▸ **TASK DETAILS**
Every entry below needs to be repeated exactly as written.

▸ **RECORD SET**
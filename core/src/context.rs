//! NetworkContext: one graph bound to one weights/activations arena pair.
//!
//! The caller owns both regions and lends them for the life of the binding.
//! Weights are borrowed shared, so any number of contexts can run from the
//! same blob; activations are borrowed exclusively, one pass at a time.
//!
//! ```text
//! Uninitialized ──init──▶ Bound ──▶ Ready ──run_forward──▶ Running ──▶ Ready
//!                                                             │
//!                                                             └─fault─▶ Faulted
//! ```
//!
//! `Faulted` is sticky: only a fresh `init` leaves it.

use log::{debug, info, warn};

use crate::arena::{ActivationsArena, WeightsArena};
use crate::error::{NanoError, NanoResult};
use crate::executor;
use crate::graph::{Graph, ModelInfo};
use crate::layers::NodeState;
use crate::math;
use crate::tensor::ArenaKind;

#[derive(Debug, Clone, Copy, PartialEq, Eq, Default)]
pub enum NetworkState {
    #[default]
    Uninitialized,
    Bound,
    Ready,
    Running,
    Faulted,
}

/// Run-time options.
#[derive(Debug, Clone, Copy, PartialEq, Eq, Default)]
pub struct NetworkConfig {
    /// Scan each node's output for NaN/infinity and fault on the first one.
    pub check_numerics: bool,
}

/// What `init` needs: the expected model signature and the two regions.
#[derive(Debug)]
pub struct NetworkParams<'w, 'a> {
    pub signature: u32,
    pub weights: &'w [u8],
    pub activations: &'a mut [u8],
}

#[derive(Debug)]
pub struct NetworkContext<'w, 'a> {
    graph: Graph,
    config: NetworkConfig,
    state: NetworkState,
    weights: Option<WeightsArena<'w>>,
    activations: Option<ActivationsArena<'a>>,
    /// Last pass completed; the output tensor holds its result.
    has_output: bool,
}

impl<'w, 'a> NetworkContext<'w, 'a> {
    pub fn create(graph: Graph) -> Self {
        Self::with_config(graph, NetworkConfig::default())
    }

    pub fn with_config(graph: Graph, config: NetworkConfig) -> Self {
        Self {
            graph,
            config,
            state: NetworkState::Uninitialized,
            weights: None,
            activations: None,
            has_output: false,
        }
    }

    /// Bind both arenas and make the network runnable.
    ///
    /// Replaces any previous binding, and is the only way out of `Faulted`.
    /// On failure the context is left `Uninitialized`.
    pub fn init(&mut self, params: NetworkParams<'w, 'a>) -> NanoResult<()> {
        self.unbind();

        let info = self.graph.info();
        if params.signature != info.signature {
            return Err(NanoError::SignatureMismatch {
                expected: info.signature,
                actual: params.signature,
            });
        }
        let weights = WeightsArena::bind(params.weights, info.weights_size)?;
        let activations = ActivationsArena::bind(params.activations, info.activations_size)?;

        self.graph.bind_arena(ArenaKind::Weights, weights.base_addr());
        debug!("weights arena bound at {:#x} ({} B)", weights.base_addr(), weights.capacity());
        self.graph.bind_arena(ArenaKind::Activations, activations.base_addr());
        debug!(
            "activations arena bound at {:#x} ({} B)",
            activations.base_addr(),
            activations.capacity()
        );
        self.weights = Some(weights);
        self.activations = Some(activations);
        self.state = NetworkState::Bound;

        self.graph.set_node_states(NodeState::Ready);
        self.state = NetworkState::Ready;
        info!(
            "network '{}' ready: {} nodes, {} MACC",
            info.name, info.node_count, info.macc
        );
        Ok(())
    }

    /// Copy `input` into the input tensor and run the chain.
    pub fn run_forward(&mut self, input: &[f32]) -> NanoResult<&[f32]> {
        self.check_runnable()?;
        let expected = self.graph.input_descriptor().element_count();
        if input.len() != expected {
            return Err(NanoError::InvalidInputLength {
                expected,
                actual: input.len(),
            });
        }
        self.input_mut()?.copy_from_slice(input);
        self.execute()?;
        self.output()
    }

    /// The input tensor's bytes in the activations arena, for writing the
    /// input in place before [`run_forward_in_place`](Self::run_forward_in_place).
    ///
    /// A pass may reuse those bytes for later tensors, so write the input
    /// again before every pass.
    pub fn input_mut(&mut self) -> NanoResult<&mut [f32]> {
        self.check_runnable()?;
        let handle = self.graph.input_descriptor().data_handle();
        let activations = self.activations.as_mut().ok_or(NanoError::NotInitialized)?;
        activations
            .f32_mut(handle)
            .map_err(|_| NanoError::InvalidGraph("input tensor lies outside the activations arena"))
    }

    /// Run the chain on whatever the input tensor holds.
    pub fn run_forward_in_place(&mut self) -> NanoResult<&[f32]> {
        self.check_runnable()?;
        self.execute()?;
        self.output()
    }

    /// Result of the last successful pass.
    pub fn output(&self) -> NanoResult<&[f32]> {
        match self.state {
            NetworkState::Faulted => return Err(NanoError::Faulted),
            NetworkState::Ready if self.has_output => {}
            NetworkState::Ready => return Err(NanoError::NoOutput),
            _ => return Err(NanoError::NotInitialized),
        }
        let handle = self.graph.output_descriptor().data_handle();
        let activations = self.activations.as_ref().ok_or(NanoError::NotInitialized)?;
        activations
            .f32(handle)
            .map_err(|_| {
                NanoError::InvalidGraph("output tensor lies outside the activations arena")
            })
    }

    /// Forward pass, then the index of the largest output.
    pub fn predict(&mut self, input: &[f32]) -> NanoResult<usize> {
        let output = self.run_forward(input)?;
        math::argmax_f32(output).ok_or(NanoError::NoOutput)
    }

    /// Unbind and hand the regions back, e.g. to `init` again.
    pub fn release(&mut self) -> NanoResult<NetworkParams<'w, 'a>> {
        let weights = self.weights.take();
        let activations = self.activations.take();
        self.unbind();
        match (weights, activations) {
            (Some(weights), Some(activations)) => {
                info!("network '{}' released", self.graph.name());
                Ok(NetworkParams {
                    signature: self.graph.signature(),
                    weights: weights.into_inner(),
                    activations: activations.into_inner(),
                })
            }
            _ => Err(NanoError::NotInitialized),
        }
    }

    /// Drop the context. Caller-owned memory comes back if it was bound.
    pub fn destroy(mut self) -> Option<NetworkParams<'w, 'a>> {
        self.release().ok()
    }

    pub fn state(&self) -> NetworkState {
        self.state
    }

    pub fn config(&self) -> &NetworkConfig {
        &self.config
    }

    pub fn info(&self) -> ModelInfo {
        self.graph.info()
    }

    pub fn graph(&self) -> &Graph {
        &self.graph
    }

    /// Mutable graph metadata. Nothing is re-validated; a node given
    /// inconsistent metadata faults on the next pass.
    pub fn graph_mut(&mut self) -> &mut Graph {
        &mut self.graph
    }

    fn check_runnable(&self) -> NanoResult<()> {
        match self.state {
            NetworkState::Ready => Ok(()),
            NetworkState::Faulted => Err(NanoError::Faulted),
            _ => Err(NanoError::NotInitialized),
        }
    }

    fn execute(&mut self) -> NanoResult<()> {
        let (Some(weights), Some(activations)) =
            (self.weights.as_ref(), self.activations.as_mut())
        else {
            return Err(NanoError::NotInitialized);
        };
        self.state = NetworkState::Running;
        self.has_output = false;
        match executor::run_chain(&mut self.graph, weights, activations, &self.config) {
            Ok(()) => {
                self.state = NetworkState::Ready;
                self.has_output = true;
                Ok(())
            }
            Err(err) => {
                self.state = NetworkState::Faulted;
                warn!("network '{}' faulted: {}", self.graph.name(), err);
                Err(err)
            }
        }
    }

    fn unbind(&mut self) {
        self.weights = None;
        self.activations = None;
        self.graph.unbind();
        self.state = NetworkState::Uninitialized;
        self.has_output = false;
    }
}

▸ **RESULT OF THE EXERCISE**
filename core/src/context.rs
//! NetworkContext: one graph bound to one weights/activations arena pair.
//!
//! The caller owns both regions and lends them for the life of the binding.
//! Weights are borrowed shared, so any number of contexts can run from the
//! same blob; activations are borrowed exclusively, one pass at a time.
//!
//! ```text
//! Uninitialized ──init──▶ Bound ──▶ Ready ──run_forward──▶ Running ──▶ Ready
//!                                                             │
//!                                                             └─fault─▶ Faulted
//! ```
//!
//! `Faulted` is sticky: only a fresh `init` leaves it.

use log::{debug, info, warn};

use crate::arena::{ActivationsArena, WeightsArena};
use crate::error::{NanoError, NanoResult};
use crate::executor;
use crate::graph::{Graph, ModelInfo};
use crate::layers::NodeState;
use crate::math;
use crate::tensor::ArenaKind;

#[derive(Debug, Clone, Copy, PartialEq, Eq, Default)]
pub enum NetworkState {
    #[default]
    Uninitialized,
    Bound,
    Ready,
    Running,
    Faulted,
}

/// Run-time options.
#[derive(Debug, Clone, Copy, PartialEq, Eq, Default)]
pub struct NetworkConfig {
    /// Scan each node's output for NaN/infinity and fault on the first one.
    pub check_numerics: bool,
}

/// What `init` needs: the expected model signature and the two regions.
#[derive(Debug)]
pub struct NetworkParams<'w, 'a> {
    pub signature: u32,
    pub weights: &'w [u8],
    pub activations: &'a mut [u8],
}

#[derive(Debug)]
pub struct NetworkContext<'w, 'a> {
    graph: Graph,
    config: NetworkConfig,
    state: NetworkState,
    weights: Option<WeightsArena<'w>>,
    activations: Option<ActivationsArena<'a>>,
    /// Last pass completed; the output tensor holds its result.
    has_output: bool,
}

impl<'w, 'a> NetworkContext<'w, 'a> {
    pub fn create(graph: Graph) -> Self {
        Self::with_config(graph, NetworkConfig::default())
    }

    pub fn with_config(graph: Graph, config: NetworkConfig) -> Self {
        Self {
            graph,
            config,
            state: NetworkState::Uninitialized,
            weights: None,
            activations: None,
            has_output: false,
        }
    }

    /// Bind both arenas and make the network runnable.
    ///
    /// Replaces any previous binding, and is the only way out of `Faulted`.
    /// On failure the context is left `Uninitialized`.
    pub fn init(&mut self, params: NetworkParams<'w, 'a>) -> NanoResult<()> {
        self.unbind();

        let info = self.graph.info();
        if params.signature != info.signature {
            return Err(NanoError::SignatureMismatch {
                expected: info.signature,
                actual: params.signature,
            });
        }
        let weights = WeightsArena::bind(params.weights, info.weights_size)?;
        let activations = ActivationsArena::bind(params.activations, info.activations_size)?;

        self.graph.bind_arena(ArenaKind::Weights, weights.base_addr());
        debug!("weights arena bound at {:#x} ({} B)", weights.base_addr(), weights.capacity());
        self.graph.bind_arena(ArenaKind::Activations, activations.base_addr());
        debug!(
            "activations arena bound at {:#x} ({} B)",
            activations.base_addr(),
            activations.capacity()
        );
        self.weights = Some(weights);
        self.activations = Some(activations);
        self.state = NetworkState::Bound;

        self.graph.set_node_states(NodeState::Ready);
        self.state = NetworkState::Ready;
        info!(
            "network '{}' ready: {} nodes, {} MACC",
            info.name, info.node_count, info.macc
        );
        Ok(())
    }

    /// Copy `input` into the input tensor and run the chain.
    pub fn run_forward(&mut self, input: &[f32]) -> NanoResult<&[f32]> {
        self.check_runnable()?;
        let expected = self.graph.input_descriptor().element_count();
        if input.len() != expected {
            return Err(NanoError::InvalidInputLength {
                expected,
                actual: input.len(),
            });
        }
        self.input_mut()?.copy_from_slice(input);
        self.execute()?;
        self.output()
    }

    /// The input tensor's bytes in the activations arena, for writing the
    /// input in place before [`run_forward_in_place`](Self::run_forward_in_place).
    ///
    /// A pass may reuse those bytes for later tensors, so write the input
    /// again before every pass.
    pub fn input_mut(&mut self) -> NanoResult<&mut [f32]> {
        self.check_runnable()?;
        let handle = self.graph.input_descriptor().data_handle();
        let activations = self.activations.as_mut().ok_or(NanoError::NotInitialized)?;
        activations
            .f32_mut(handle)
            .map_err(|_| NanoError::InvalidGraph("input tensor lies outside the activations arena"))
    }

    /// Run the chain on whatever the input tensor holds.
    pub fn run_forward_in_place(&mut self) -> NanoResult<&[f32]> {
        self.check_runnable()?;
        self.execute()?;
        self.output()
    }

    /// Result of the last successful pass.
    pub fn output(&self) -> NanoResult<&[f32]> {
        match self.state {
            NetworkState::Faulted => return Err(NanoError::Faulted),
            NetworkState::Ready if self.has_output => {}
            NetworkState::Ready => return Err(NanoError::NoOutput),
            _ => return Err(NanoError::NotInitialized),
        }
        let handle = self.graph.output_descriptor().data_handle();
        let activations = self.activations.as_ref().ok_or(NanoError::NotInitialized)?;
        activations
            .f32(handle)
            .map_err(|_| {
                NanoError::InvalidGraph("output tensor lies outside the activations arena")
            })
    }

    /// Forward pass, then the index of the largest output.
    pub fn predict(&mut self, input: &[f32]) -> NanoResult<usize> {
        let output = self.run_forward(input)?;
        math::argmax_f32(output).ok_or(NanoError::NoOutput)
    }

    /// Unbind and hand the regions back, e.g. to `init` again.
    pub fn release(&mut self) -> NanoResult<NetworkParams<'w, 'a>> {
        let weights = self.weights.take();
        let activations = self.activations.take();
        self.unbind();
        match (weights, activations) {
            (Some(weights), Some(activations)) => {
                info!("network '{}' released", self.graph.name());
                Ok(NetworkParams {
                    signature: self.graph.signature(),
                    weights: weights.into_inner(),
                    activations: activations.into_inner(),
                })
            }
            _ => Err(NanoError::NotInitialized),
        }
    }

    /// Drop the context. Caller-owned memory comes back if it was bound.
    pub fn destroy(mut self) -> Option<NetworkParams<'w, 'a>> {
        self.release().ok()
    }

    pub fn state(&self) -> NetworkState {
        self.state
    }

    pub fn config(&self) -> &NetworkConfig {
        &self.config
    }

    pub fn info(&self) -> ModelInfo {
        self.graph.info()
    }

    pub fn graph(&self) -> &Graph {
        &self.graph
    }

    /// Mutable graph metadata. Nothing is re-validated; a node given
    /// inconsistent metadata faults on the next pass.
    pub fn graph_mut(&mut self) -> &mut Graph {
        &mut self.graph
    }

    fn check_runnable(&self) -> NanoResult<()> {
        match self.state {
            NetworkState::Ready => Ok(()),
            NetworkState::Faulted => Err(NanoError::Faulted),
            _ => Err(NanoError::NotInitialized),
        }
    }

    fn execute(&mut self) -> NanoResult<()> {
        let (Some(weights), Some(activations)) =
            (self.weights.as_ref(), self.activations.as_mut())
        else {
            return Err(NanoError::NotInitialized);
        };
        self.state = NetworkState::Running;
        self.has_output = false;
        match executor::run_chain(&mut self.graph, weights, activations, &self.config) {
            Ok(()) => {
                self.state = NetworkState::Ready;
                self.has_output = true;
                Ok(())
            }
            Err(err) => {
                self.state = NetworkState::Faulted;
                warn!("network '{}' faulted: {}", self.graph.name(), err);
                Err(err)
            }
        }
    }

    fn unbind(&mut self) {
        self.weights = None;
        self.activations = None;
        self.graph.unbind();
        self.state = NetworkState::Uninitialized;
        self.has_output = false;
    }
}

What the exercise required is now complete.